_EXERCISE INSTRUCTIONS_. Wherever the line with "a typed value." sits in the listing below, transcribe from it up to and including the line with "server-side request handling.", exactly, and leave the remaining lines out.
*** Opening of THE DATA ***
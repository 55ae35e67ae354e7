//! The parser contract shared by list codecs and scalar parsers.

use query_state_codec::{ListCodec, QueryRecord, RecordList};

/// Converts between a query parameter's raw value and a typed value.
pub trait Parser {
    type Value: Clone + PartialEq;

    /// Decode a raw value. `None` means "no usable value".
    fn parse(&self, raw: &str) -> Option<Self::Value>;

    fn serialize(&self, value: &Self::Value) -> String;

    /// Decode a value read during server-side request handling.
    fn parse_server_side(&self, raw: Option<&str>) -> Option<Self::Value> {
        raw.and_then(|raw| self.parse(raw))
    }

    /// Attach a fallback so reads always produce a value.
    fn with_default(self, default: Self::Value) -> WithDefault<Self>
    where
        Self: Sized,
    {
        WithDefault {
            parser: self,
            default,
        }
    }
}

impl<R> Parser for ListCodec<R>
where
    R: QueryRecord + Clone + PartialEq,
{
    type Value = RecordList<R>;

    fn parse(&self, raw: &str) -> Option<RecordList<R>> {
        Some(ListCodec::parse(self, raw))
    }

    fn serialize(&self, value: &RecordList<R>) -> String {
        ListCodec::serialize(self, value)
    }
}

/// A parser with a fallback value for absent or unusable parameters.
#[derive(Debug, Clone)]
pub struct WithDefault<P: Parser> {
    parser: P,
    default: P::Value,
}

impl<P: Parser> WithDefault<P> {
    pub fn default_value(&self) -> &P::Value {
        &self.default
    }

    pub fn inner(&self) -> &P {
        &self.parser
    }

    pub fn parse(&self, raw: &str) -> P::Value {
        self.parser
            .parse(raw)
            .unwrap_or_else(|| self.default.clone())
    }

    pub fn serialize(&self, value: &P::Value) -> String {
        self.parser.serialize(value)
    }

    /// Decode a server-side value, falling back to the default.
    pub fn parse_server_side(&self, raw: Option<&str>) -> P::Value {
        self.parser
            .parse_server_side(raw)
            .unwrap_or_else(|| self.default.clone())
    }
}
*** Close of THE DATA ***
_TASK SOLUTION_.
/// Converts between a query parameter's raw value and a typed value.
pub trait Parser {
    type Value: Clone + PartialEq;

    /// Decode a raw value. `None` means "no usable value".
    fn parse(&self, raw: &str) -> Option<Self::Value>;

    fn serialize(&self, value: &Self::Value) -> String;

    /// Decode a value read during server-side request handling.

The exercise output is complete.